The project came about through Lake Wales Connected Plan, Downtown Redevelopment Plan adopted by Lake Wales Community Redevelopment Agency in 2019 as a strategy for revitalization of the city’s historic Downtown and one of its close-in neighborhoods, Northwest Redevelopment Area. Lakes Wales approved a new transportation impact fee in August that will help fund the programs in the plan. The new zoning rules will work in conjunction with downtown historic rules already in place, Bennett said.

“If we can fix zoning, we can get more housing variety and we can improve the opportunity for more people,” Bennett told commissioners at an August workshop.

The biggest changes in the rezoning will allow bars and liquor sales downtown – a move that will require some other local ordinance adjustments as well, Bennett said.
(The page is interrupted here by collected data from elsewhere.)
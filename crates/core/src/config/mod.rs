//! Configuration loading and validation.

mod loader;
mod types;
mod validate;

pub use loader::{load_config, load_config_from_str};
pub use types::*;
pub use validate::validate_config;
//! Mock processor for testing.

use std::collections::HashSet;
use std::time::Duration;

use async_trait::async_trait;
use tokio::sync::RwLock;

use crate::transaction::Transaction;
use crate::worker::{ProcessingError, Processor};

/// Mock implementation of the Processor trait.
///
/// Provides controllable behavior for testing:
/// - Record processed transactions for assertions
/// - Fail configurable transaction ids
/// - Simulate slow processing with a per-call delay
pub struct MockProcessor {
    processed: RwLock<Vec<Transaction>>,
    failures: RwLock<HashSet<String>>,
    delay: RwLock<Option<Duration>>,
}

impl MockProcessor {
    pub fn new() -> Self {
        Self {
            processed: RwLock::new(Vec::new()),
            failures: RwLock::new(HashSet::new()),
            delay: RwLock::new(None),
        }
    }

    /// Make processing fail for the given transaction id.
    pub async fn fail_on(&self, id: &str) {
        self.failures.write().await.insert(id.to_string());
    }

    /// Add a delay to every process call.
    pub async fn set_delay(&self, delay: Duration) {
        *self.delay.write().await = Some(delay);
    }

    /// Ids of processed transactions, in processing order. Includes
    /// transactions whose processing failed.
    pub async fn processed_ids(&self) -> Vec<String> {
        self.processed
            .read()
            .await
            .iter()
            .map(|tx| tx.id.clone())
            .collect()
    }

    /// Number of process calls so far.
    pub async fn processed_count(&self) -> usize {
        self.processed.read().await.len()
    }
}

impl Default for MockProcessor {
    fn default() -> Self {
        Self::new()
    }
}

#[async_trait]
impl Processor for MockProcessor {
    fn name(&self) -> &str {
        "mock"
    }

    async fn process(&self, transaction: &Transaction) -> Result<(), ProcessingError> {
        let delay = *self.delay.read().await;
        if let Some(delay) = delay {
            tokio::time::sleep(delay).await;
        }

        self.processed.write().await.push(transaction.clone());

        if self.failures.read().await.contains(&transaction.id) {
            return Err(ProcessingError::Failed(format!(
                "mock failure for {}",
                transaction.id
            )));
        }
        Ok(())
    }
}

#[cfg(test)]
mod tests {
    use super::*;
    use crate::testing::fixtures;

    #[tokio::test]
    async fn test_records_processed_transactions() {
        let processor = MockProcessor::new();
        processor
            .process(&fixtures::transaction("txn_1", 1.0))
            .await
            .unwrap();
        assert_eq!(processor.processed_ids().await, vec!["txn_1"]);
        assert_eq!(processor.processed_count().await, 1);
    }

    #[tokio::test]
    async fn test_configured_failure() {
        let processor = MockProcessor::new();
        processor.fail_on("txn_bad").await;

        let result = processor.process(&fixtures::transaction("txn_bad", 1.0)).await;
        assert!(matches!(result, Err(ProcessingError::Failed(_))));
        // Failed transactions are still recorded.
        assert_eq!(processor.processed_count().await, 1);
    }
}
The move allows three bars in downtown with rules for special approval of additional bars and may eventually allow restaurants to serve liquor in addition to beer and wine allowed now. Following a public forum in May, city planners decided on the three-bar proposal.

“We didn’t want downtown Lake Wales to have nothing but bars,” Bennett said. Additional bars would require a special exception ruling from the commission. “We’re opening up the door, but we don’t want to open up the door all the way. … There are some communities that have a whole street full of bars.”

After the approval at Wednesday’s regular commission meeting, the city commission will later need to amend some of the so-called blue laws on the books restricting alcohol sales a particular distance from schools and churches.

“This is the big step and then we’ll have to do a couple of item actions to fully implement this,” Bennett said.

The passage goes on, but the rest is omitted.